It may never be possible to know the extent of uncertainty when dealing with issues about the future. There are at least six sources of uncertainty that limit the ability to understand the range of possible decisions and their potential outcomes:

Decision Models Can Fail if Systems are Complex.

The availability of large and fast personal computers gave numerical methods of futures research and policy analysis great impetus. Models were often used to test proposed decisions. The usual approach was to build a model that duplicated history and run it into the future to make a forecast. In effect, the model was assumed to project the situation if no decision at all were made. In subsequent runs, a decision was simulated. The two runs - one with the decision and one without - to determine whether or not the decision was beneficial.

Some models forecast well some of the time and others never forecast well; but it is very difficult to tell, a priori, which models are going to work and which are not. Why? Macroeconomic models used by governments to "manage" economies have a low predictability that are based on assumptions of "general equlibrium". When the model closely resembles the system because both are linear or change is slow, for example, in population forecasting or in estimating the trajectory of a spacecraft on a course from earth to the moon, models are accurate. But when change is rapid, when inertia is low, when surprises are possible, when the time horizon is distant, the models will fail regardless of the number of equations, the mass of data, or the size and speed of the computer. Accuracy may not improve with increasing computing power, or collecting more precise data.
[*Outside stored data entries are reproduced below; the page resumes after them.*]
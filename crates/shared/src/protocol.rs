use std::collections::BTreeSet;

use serde::{Deserialize, Serialize};

/// One transcript entry as served by `/messages`.
#[derive(Debug, Clone, PartialEq, Eq, Serialize, Deserialize)]
pub struct ChatMessage {
    pub username: String,
    /// Either free text or a single embedded anchor pointing at an upload.
    #[serde(rename = "message")]
    pub content: String,
    /// Server formatted, displayed verbatim.
    pub timestamp: String,
}

impl ChatMessage {
    pub fn new(
        username: impl Into<String>,
        content: impl Into<String>,
        timestamp: impl Into<String>,
    ) -> Self {
        Self {
            username: username.into(),
            content: content.into(),
            timestamp: timestamp.into(),
        }
    }
}

/// Full snapshot returned by one poll. Replaces the local state wholesale.
#[derive(Debug, Clone, Default, PartialEq, Eq, Serialize, Deserialize)]
pub struct ChatState {
    #[serde(default)]
    pub messages: Vec<ChatMessage>,
    #[serde(default)]
    pub users: Vec<String>,
}

impl ChatState {
    /// Online users with duplicates removed, in stable order.
    pub fn unique_users(&self) -> Vec<String> {
        self.users
            .iter()
            .cloned()
            .collect::<BTreeSet<_>>()
            .into_iter()
            .collect()
    }
}

#[derive(Debug, Clone, Serialize, Deserialize)]
pub struct LoginForm {
    pub username: String,
}

#[derive(Debug, Clone, Serialize, Deserialize)]
pub struct SendMessageForm {
    pub message: String,
}

/// Failure payload of every endpoint.
#[derive(Debug, Clone, Default, Serialize, Deserialize)]
pub struct ApiErrorBody {
    #[serde(default, skip_serializing_if = "Option::is_none")]
    pub error: Option<String>,
}

/// Multipart field name the upload endpoint reads the file from.
pub const UPLOAD_FIELD: &str = "file";
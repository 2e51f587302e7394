use serde::{Deserialize, Serialize};

/// Which region of the client is active. Also decides whether polling runs.
#[derive(Debug, Clone, Copy, PartialEq, Eq, Default, Serialize, Deserialize)]
#[serde(rename_all = "snake_case")]
pub enum SessionViewState {
    #[default]
    LoggedOut,
    LoggedIn,
}

impl SessionViewState {
    pub fn is_logged_in(self) -> bool {
        self == Self::LoggedIn
    }
}

/// Kind of media a message links to, derived from the linked file's extension.
#[derive(Debug, Clone, Copy, PartialEq, Eq, Hash, Serialize, Deserialize)]
#[serde(rename_all = "snake_case")]
pub enum MediaKind {
    Image,
    Video,
    File,
}

impl MediaKind {
    const IMAGE_EXTENSIONS: [&'static str; 4] = ["jpg", "jpeg", "png", "gif"];
    const VIDEO_EXTENSIONS: [&'static str; 4] = ["mp4", "mov", "avi", "webm"];

    /// Classifies a lowercase extension. Every input maps to exactly one kind.
    pub fn from_extension(extension: &str) -> Self {
        if Self::IMAGE_EXTENSIONS.contains(&extension) {
            Self::Image
        } else if Self::VIDEO_EXTENSIONS.contains(&extension) {
            Self::Video
        } else {
            Self::File
        }
    }

    /// Classifies a file name by its last dot-separated segment, ignoring case.
    pub fn from_filename(filename: &str) -> Self {
        Self::from_extension(&file_extension(filename))
    }

    /// Whether the overlay can preview this kind.
    pub fn previewable(self) -> bool {
        matches!(self, Self::Image | Self::Video)
    }

    pub fn as_str(self) -> &'static str {
        match self {
            Self::Image => "image",
            Self::Video => "video",
            Self::File => "file",
        }
    }
}

/// Lowercased text after the last `.`; the whole name when there is no dot.
pub fn file_extension(filename: &str) -> String {
    filename
        .rsplit('.')
        .next()
        .unwrap_or_default()
        .to_ascii_lowercase()
}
In a linear world, forecasting would be precise if only there were enough sufficiently accurate data, and a computer big enough to organize and manipulate it. In such a case, historical relationships among the factors driving change could be deduced. A central theory could be formed, inferred from the data if nothing else, creating the body of information and models of the gear-cogs of change, from which forecasts could be produced.
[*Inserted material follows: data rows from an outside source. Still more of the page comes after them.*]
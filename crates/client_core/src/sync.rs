//! Pull-based refresh of the chat snapshot on a fixed cadence.

use std::sync::{
    atomic::{AtomicU64, Ordering},
    Arc,
};

use tokio::{
    sync::Mutex,
    task::JoinHandle,
    time::{interval, MissedTickBehavior},
};
use tracing::{debug, info, warn};

use crate::{
    context::ChatContext,
    render::{render_transcript, render_users},
};

#[derive(Debug, Clone, Copy, PartialEq, Eq)]
pub enum RefreshOutcome {
    Rendered { messages: usize, users: usize },
    /// The server answered 401; polling stopped and the login region is shown.
    SessionExpired,
    /// Transient failure, logged only.
    Failed,
    /// Completed after a newer snapshot was applied or after polling stopped.
    Discarded,
}

pub struct SyncLoop {
    ctx: Arc<ChatContext>,
    handle: Mutex<Option<JoinHandle<()>>>,
    /// Bumped by `stop`; refreshes started under an older epoch are dropped.
    epoch: AtomicU64,
    issued: AtomicU64,
    applied: Mutex<u64>,
}

impl SyncLoop {
    pub(crate) fn new(ctx: Arc<ChatContext>) -> Arc<Self> {
        Arc::new(Self {
            ctx,
            handle: Mutex::new(None),
            epoch: AtomicU64::new(0),
            issued: AtomicU64::new(0),
            applied: Mutex::new(0),
        })
    }

    /// Refreshes immediately, then every poll interval, until stopped.
    pub async fn start(self: &Arc<Self>) {
        let mut handle = self.handle.lock().await;
        if handle.as_ref().is_some_and(|task| !task.is_finished()) {
            debug!("sync loop already running");
            return;
        }

        let epoch = self.epoch.load(Ordering::SeqCst);
        let every = self.ctx.timings.poll_interval;
        let this = Arc::clone(self);
        info!(interval_ms = every.as_millis() as u64, "starting chat polling");
        *handle = Some(tokio::spawn(async move {
            let mut ticker = interval(every);
            ticker.set_missed_tick_behavior(MissedTickBehavior::Skip);
            loop {
                ticker.tick().await;
                if this.epoch.load(Ordering::SeqCst) != epoch {
                    break;
                }
                if this.refresh().await == RefreshOutcome::SessionExpired {
                    break;
                }
            }
        }));
    }

    /// Cancels future ticks. A refresh already in flight is discarded when it lands.
    pub async fn stop(&self) {
        self.epoch.fetch_add(1, Ordering::SeqCst);
        if let Some(task) = self.handle.lock().await.take() {
            task.abort();
            info!("stopped chat polling");
        }
    }

    pub async fn is_running(&self) -> bool {
        self.handle
            .lock()
            .await
            .as_ref()
            .is_some_and(|task| !task.is_finished())
    }

    /// Fetches the snapshot and re-renders transcript and user list from it.
    pub async fn refresh(&self) -> RefreshOutcome {
        let epoch = self.epoch.load(Ordering::SeqCst);
        let seq = self.issued.fetch_add(1, Ordering::SeqCst) + 1;
        let result = self.ctx.backend.fetch_state().await;

        if self.epoch.load(Ordering::SeqCst) != epoch {
            debug!(seq, "dropping refresh that completed after polling stopped");
            return RefreshOutcome::Discarded;
        }

        match result {
            Ok(state) => {
                let mut applied = self.applied.lock().await;
                if seq < *applied {
                    debug!(seq, applied = *applied, "dropping stale chat snapshot");
                    return RefreshOutcome::Discarded;
                }
                *applied = seq;

                let messages = render_transcript(&state.messages);
                let users = render_users(&state.unique_users());
                self.ctx.views.transcript.render(&messages);
                self.ctx.views.users.render(&users);
                self.ctx.views.transcript.scroll_to_latest();
                debug!(
                    messages = messages.len(),
                    users = users.len(),
                    "rendered chat snapshot"
                );
                RefreshOutcome::Rendered {
                    messages: messages.len(),
                    users: users.len(),
                }
            }
            Err(err) if err.is_session_expired() => {
                self.ctx.expire_session().await;
                self.stop().await;
                RefreshOutcome::SessionExpired
            }
            Err(err) => {
                warn!("chat refresh failed: {err}");
                RefreshOutcome::Failed
            }
        }
    }
}

#[cfg(test)]
#[path = "tests/sync_tests.rs"]
mod tests;
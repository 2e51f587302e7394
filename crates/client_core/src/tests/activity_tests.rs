use super::*;
use crate::test_support::{context, FakeBackend};
use tokio::time::sleep;

const MINUTE: Duration = Duration::from_secs(60);

#[test]
fn sends_under_threshold_never_warn() {
    let start = Instant::now();
    let mut monitor = ActivityMonitor::new(start, INACTIVITY_WARNING_AFTER);
    for minute in 1..=60 {
        let now = start + MINUTE * minute;
        assert!(monitor.check(now).is_none(), "warned at minute {minute}");
        if minute % 10 == 0 {
            monitor.record_activity(now);
        }
    }
    assert_eq!(monitor.state(), ActivityState::Fresh);
}

#[test]
fn warns_once_threshold_is_reached_then_restarts_countdown() {
    let start = Instant::now();
    let mut monitor = ActivityMonitor::new(start, INACTIVITY_WARNING_AFTER);

    assert!(monitor.check(start + MINUTE * 14).is_none());
    let warning = monitor.check(start + MINUTE * 15).expect("warning");
    assert_eq!(warning.username, "System");
    assert!(warning.content.contains("20 minutes"));
    assert_eq!(monitor.state(), ActivityState::Warned);

    assert!(monitor.check(start + MINUTE * 16).is_none());
    assert!(monitor.check(start + MINUTE * 29).is_none());
    assert!(monitor.check(start + MINUTE * 30).is_some());
}

#[test]
fn send_resets_countdown_and_state() {
    let start = Instant::now();
    let mut monitor = ActivityMonitor::new(start, INACTIVITY_WARNING_AFTER);
    assert!(monitor.check(start + MINUTE * 15).is_some());

    monitor.record_activity(start + MINUTE * 20);
    assert_eq!(monitor.state(), ActivityState::Fresh);
    assert!(monitor.check(start + MINUTE * 34).is_none());
    assert!(monitor.check(start + MINUTE * 35).is_some());
}

#[tokio::test(start_paused = true)]
async fn watch_appends_one_warning_per_threshold_period() {
    let (ctx, view) = context(FakeBackend::new());
    let task = spawn_activity_watch(Arc::clone(&ctx));

    sleep(MINUTE * 14 + Duration::from_secs(30)).await;
    assert!(view.snapshot().transcript.is_empty());

    sleep(MINUTE).await;
    let transcript = view.snapshot().transcript;
    assert_eq!(transcript.len(), 1);
    assert_eq!(transcript[0].source.username, "System");

    sleep(MINUTE * 5).await;
    assert_eq!(view.snapshot().transcript.len(), 1);

    task.abort();
}

#[tokio::test(start_paused = true)]
async fn recorded_activity_suppresses_pending_warning() {
    let (ctx, view) = context(FakeBackend::new());
    let task = spawn_activity_watch(Arc::clone(&ctx));

    sleep(MINUTE * 10 + Duration::from_secs(30)).await;
    ctx.state.lock().await.activity.record_activity(Instant::now());
    sleep(MINUTE * 10).await;
    assert!(view.snapshot().transcript.is_empty());

    task.abort();
}
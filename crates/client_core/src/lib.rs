//! Client side of a polling group chat: keeps a local view of the shared
//! transcript in step with the server, renders it safely, uploads files with
//! progress and warns about inactivity before the server drops the session.

use std::time::Duration;

pub mod activity;
pub mod backend;
mod context;
pub mod error;
pub mod overlay;
pub mod render;
pub mod session;
pub mod sync;
pub mod upload;
pub mod view;

pub use activity::{ActivityMonitor, ActivityState};
pub use backend::{ChatBackend, HttpChatBackend, UploadFile, UploadProgress};
pub use error::ChatError;
pub use overlay::{MediaOverlay, OverlayClick};
pub use render::{render_message, RenderedMessage, RenderedUser, SafeMarkup};
pub use session::{SessionController, SubmitOutcome};
pub use sync::{RefreshOutcome, SyncLoop};
pub use upload::{UploadHandle, UploadStatus, UploadTask};
pub use view::{ChromeView, MemoryView, TranscriptView, UserListView, Views};

pub const DEFAULT_POLL_INTERVAL: Duration = Duration::from_secs(2);
pub const DEFAULT_UPLOAD_GRACE: Duration = Duration::from_secs(1);
pub const DEFAULT_NOTICE_TTL: Duration = Duration::from_secs(5);

/// Cadences and delays of the client's timers.
#[derive(Debug, Clone, Copy, PartialEq, Eq)]
pub struct ClientTimings {
    pub poll_interval: Duration,
    pub activity_check_interval: Duration,
    pub inactivity_warning_after: Duration,
    /// How long the progress bar stays after a successful upload.
    pub upload_grace: Duration,
    pub notice_ttl: Duration,
}

impl Default for ClientTimings {
    fn default() -> Self {
        Self {
            poll_interval: DEFAULT_POLL_INTERVAL,
            activity_check_interval: activity::ACTIVITY_CHECK_INTERVAL,
            inactivity_warning_after: activity::INACTIVITY_WARNING_AFTER,
            upload_grace: DEFAULT_UPLOAD_GRACE,
            notice_ttl: DEFAULT_NOTICE_TTL,
        }
    }
}

#[cfg(test)]
#[path = "tests/support.rs"]
mod test_support;
/// One line typed at the prompt.
#[derive(Debug, Clone, PartialEq, Eq)]
pub enum Command {
    Login(String),
    Logout,
    Upload(String),
    Open(usize),
    Close,
    Help,
    Quit,
    Send(String),
    Invalid(&'static str),
}

impl Command {
    pub fn parse(line: &str) -> Self {
        let line = line.trim();
        let Some(rest) = line.strip_prefix('/') else {
            return Self::Send(line.to_string());
        };
        let (name, arg) = match rest.split_once(char::is_whitespace) {
            Some((name, arg)) => (name, arg.trim()),
            None => (rest, ""),
        };

        match name {
            "login" if arg.is_empty() => Self::Invalid("usage: /login <name>"),
            "login" => Self::Login(arg.to_string()),
            "logout" => Self::Logout,
            "upload" if arg.is_empty() => Self::Invalid("usage: /upload <path>"),
            "upload" => Self::Upload(arg.to_string()),
            "open" => match arg.parse() {
                Ok(index) => Self::Open(index),
                Err(_) => Self::Invalid("usage: /open <number>"),
            },
            "close" => Self::Close,
            "help" => Self::Help,
            "quit" | "exit" => Self::Quit,
            _ => Self::Invalid("unknown command, try /help"),
        }
    }
}

pub const HELP: &str = "\
/login <name>    join the chat
/logout          leave the chat
/upload <path>   share a file
/open <number>   preview a linked image or video
/close           close the preview
/quit            exit
anything else is sent as a message";
//! Advisory inactivity warning. The server enforces the real timeout; this
//! only nudges the user before it hits.

use std::{sync::Arc, time::Duration};

use shared::protocol::ChatMessage;
use tokio::{
    task::JoinHandle,
    time::{interval_at, Instant, MissedTickBehavior},
};
use tracing::{debug, info};

use crate::{context::ChatContext, render::render_message};

pub const INACTIVITY_WARNING_AFTER: Duration = Duration::from_secs(15 * 60);
pub const ACTIVITY_CHECK_INTERVAL: Duration = Duration::from_secs(60);

const WARNING_AUTHOR: &str = "System";
const WARNING_TEXT: &str = "⚠️ The server will pause after 20 minutes of inactivity. Send a message to keep the connection active.";

#[derive(Debug, Clone, Copy, PartialEq, Eq)]
pub enum ActivityState {
    Fresh,
    /// A warning went out and no send has happened since.
    Warned,
}

#[derive(Debug, Clone)]
pub struct ActivityMonitor {
    last_activity: Instant,
    warned: bool,
    threshold: Duration,
}

impl ActivityMonitor {
    pub fn new(now: Instant, threshold: Duration) -> Self {
        Self {
            last_activity: now,
            warned: false,
            threshold,
        }
    }

    /// Called after every successful outbound message.
    pub fn record_activity(&mut self, now: Instant) {
        self.last_activity = now;
        self.warned = false;
    }

    pub fn idle_for(&self, now: Instant) -> Duration {
        now.saturating_duration_since(self.last_activity)
    }

    pub fn state(&self) -> ActivityState {
        if self.warned {
            ActivityState::Warned
        } else {
            ActivityState::Fresh
        }
    }

    /// Emits a warning once the idle time reaches the threshold and restarts the
    /// countdown, so a silent user gets one warning per threshold period.
    pub fn check(&mut self, now: Instant) -> Option<ChatMessage> {
        if self.idle_for(now) < self.threshold {
            return None;
        }
        self.last_activity = now;
        self.warned = true;
        Some(inactivity_warning(
            chrono::Local::now().format("%H:%M:%S").to_string(),
        ))
    }
}

pub fn inactivity_warning(timestamp: impl Into<String>) -> ChatMessage {
    ChatMessage::new(WARNING_AUTHOR, WARNING_TEXT, timestamp)
}

/// Runs the periodic check for the lifetime of the client, appending warnings
/// to the transcript.
pub(crate) fn spawn_activity_watch(ctx: Arc<ChatContext>) -> JoinHandle<()> {
    let every = ctx.timings.activity_check_interval;
    tokio::spawn(async move {
        let mut ticker = interval_at(Instant::now() + every, every);
        ticker.set_missed_tick_behavior(MissedTickBehavior::Delay);
        loop {
            ticker.tick().await;
            let warning = ctx.state.lock().await.activity.check(Instant::now());
            match warning {
                Some(warning) => {
                    info!("inactivity threshold reached, warning user");
                    ctx.views.transcript.append(render_message(&warning));
                }
                None => debug!("activity check passed"),
            }
        }
    })
}

#[cfg(test)]
#[path = "tests/activity_tests.rs"]
mod tests;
When systems are non-linear, however, the situation changes, and models may produce misleading forecasts. The level of complexity is a system attribute: at the simple end of the scale are linear Newtonian systems; that is, systems in which output is proportional to input. At the other end of the complexity scale is randomness: the snow on the face of a TV tube when the transmitting station is off the air. Random systems are, like an honest roulette wheel, unpredictable.

Most systems lie between the linear and the random extremes. Before the advent of large computers, a non-linear model of even a simple system like a teeter totter took a lot of time to solve, so it was much more efficient to make simplifying assumptions. When computing power grew, it became much more feasible to include the more complex non-linear aspects of the system under study. Where the models produce orderly results when linear assumptions were made, when non-linear factors are included, these models can produce unpredictable and random appearing forecasts: chaotic behavior.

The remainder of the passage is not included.